(Excerpted records)

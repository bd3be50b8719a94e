use thiserror::Error;

/// Failure of a single request to the movie database.
#[derive(Debug, Clone, Error, PartialEq, Eq)]
pub enum SourceError {
    /// Network failure or non-success HTTP status.
    #[error("request failed: {0}")]
    Transport(String),

    /// The body was not the JSON shape the provider documents.
    #[error("could not decode response: {0}")]
    Decode(String),

    /// Well-formed answer saying there is nothing to return.
    #[error("not found: {0}")]
    NotFound(String),
}

impl From<reqwest::Error> for SourceError {
    fn from(err: reqwest::Error) -> Self {
        SourceError::Transport(err.to_string())
    }
}
use crate::storage::KeyValueStore;
use popcorn_models::{WatchedEntry, WatchedSummary};
use thiserror::Error;
use tracing::{debug, info, warn};

#[derive(Debug, Clone, Error, PartialEq, Eq)]
pub enum StoreError {
    #[error("movie {0} is already in the watched list")]
    DuplicateEntry(String),
}

/// Result of a mutation with respect to durable storage.
#[derive(Debug, Clone, PartialEq, Eq)]
pub enum WriteStatus {
    /// The full list was written before returning.
    Persisted,
    /// Nothing changed, nothing written.
    Unchanged,
    /// Memory changed but the write failed; memory stays authoritative.
    Unpersisted(String),
}

/// In-memory watched list with write-through persistence of the whole list.
pub struct WatchedStore<S> {
    storage: S,
    key: String,
    entries: Vec<WatchedEntry>,
}

impl<S: KeyValueStore> WatchedStore<S> {
    /// Load once from storage. Missing or unparsable data yields an empty list.
    pub fn load(storage: S, key: impl Into<String>) -> Self {
        let key = key.into();
        let entries = match storage.get(&key) {
            Ok(Some(raw)) => match serde_json::from_str::<Vec<WatchedEntry>>(&raw) {
                Ok(entries) => {
                    info!("Loaded watched list: {} entries", entries.len());
                    dedupe_loaded(entries)
                }
                Err(e) => {
                    warn!("Stored watched list is corrupt ({}); starting with an empty list", e);
                    Vec::new()
                }
            },
            Ok(None) => {
                debug!("No stored watched list under {:?}", key);
                Vec::new()
            }
            Err(e) => {
                warn!("Failed to read watched list ({}); starting with an empty list", e);
                Vec::new()
            }
        };

        Self { storage, key, entries }
    }

    pub fn entries(&self) -> &[WatchedEntry] {
        &self.entries
    }

    pub fn len(&self) -> usize {
        self.entries.len()
    }

    pub fn is_empty(&self) -> bool {
        self.entries.is_empty()
    }

    pub fn contains(&self, id: &str) -> bool {
        self.entries.iter().any(|e| e.id == id)
    }

    pub fn get(&self, id: &str) -> Option<&WatchedEntry> {
        self.entries.iter().find(|e| e.id == id)
    }

    pub fn summary(&self) -> WatchedSummary {
        WatchedSummary::from_entries(&self.entries)
    }

    pub fn storage(&self) -> &S {
        &self.storage
    }

    /// Append `entry`. A duplicate id is rejected and leaves the list untouched.
    pub fn add(&mut self, entry: WatchedEntry) -> Result<WriteStatus, StoreError> {
        if self.contains(&entry.id) {
            return Err(StoreError::DuplicateEntry(entry.id));
        }
        debug!("Adding {} ({}) to watched list", entry.id, entry.title);
        self.entries.push(entry);
        Ok(self.persist())
    }

    /// Remove the entry with `id`; absent ids are a no-op.
    pub fn remove(&mut self, id: &str) -> WriteStatus {
        let before = self.entries.len();
        self.entries.retain(|e| e.id != id);
        if self.entries.len() == before {
            return WriteStatus::Unchanged;
        }
        debug!("Removed {} from watched list", id);
        self.persist()
    }

    fn persist(&self) -> WriteStatus {
        let json = match serde_json::to_string(&self.entries) {
            Ok(json) => json,
            Err(e) => return WriteStatus::Unpersisted(e.to_string()),
        };
        match self.storage.set(&self.key, &json) {
            Ok(()) => WriteStatus::Persisted,
            Err(e) => {
                warn!("Failed to persist watched list: {}", e);
                WriteStatus::Unpersisted(e.to_string())
            }
        }
    }
}

/// Hand-edited storage may repeat an id; keep the first occurrence.
fn dedupe_loaded(entries: Vec<WatchedEntry>) -> Vec<WatchedEntry> {
    let mut seen = std::collections::HashSet::new();
    let total = entries.len();
    let unique: Vec<WatchedEntry> = entries
        .into_iter()
        .filter(|e| seen.insert(e.id.clone()))
        .collect();
    if unique.len() != total {
        warn!("Dropped {} duplicate watched entries from storage", total - unique.len());
    }
    unique
}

(End Excerpted records)

▸ Instructions to follow
Only one stretch of the data above is needed. Restate it word for word, from the line containing "storage, key, entries" through the line containing "match self.storage.set(&self.key, &json)", both ends included.

▸ Answer section
        Self { storage, key, entries }
    }

    pub fn entries(&self) -> &[WatchedEntry] {
        &self.entries
    }

    pub fn len(&self) -> usize {
        self.entries.len()
    }

    pub fn is_empty(&self) -> bool {
        self.entries.is_empty()
    }

    pub fn contains(&self, id: &str) -> bool {
        self.entries.iter().any(|e| e.id == id)
    }

    pub fn get(&self, id: &str) -> Option<&WatchedEntry> {
        self.entries.iter().find(|e| e.id == id)
    }

    pub fn summary(&self) -> WatchedSummary {
        WatchedSummary::from_entries(&self.entries)
    }

    pub fn storage(&self) -> &S {
        &self.storage
    }

    /// Append `entry`. A duplicate id is rejected and leaves the list untouched.
    pub fn add(&mut self, entry: WatchedEntry) -> Result<WriteStatus, StoreError> {
        if self.contains(&entry.id) {
            return Err(StoreError::DuplicateEntry(entry.id));
        }
        debug!("Adding {} ({}) to watched list", entry.id, entry.title);
        self.entries.push(entry);
        Ok(self.persist())
    }

    /// Remove the entry with `id`; absent ids are a no-op.
    pub fn remove(&mut self, id: &str) -> WriteStatus {
        let before = self.entries.len();
        self.entries.retain(|e| e.id != id);
        if self.entries.len() == before {
            return WriteStatus::Unchanged;
        }
        debug!("Removed {} from watched list", id);
        self.persist()
    }

    fn persist(&self) -> WriteStatus {
        let json = match serde_json::to_string(&self.entries) {
            Ok(json) => json,
            Err(e) => return WriteStatus::Unpersisted(e.to_string()),
        };
        match self.storage.set(&self.key, &json) {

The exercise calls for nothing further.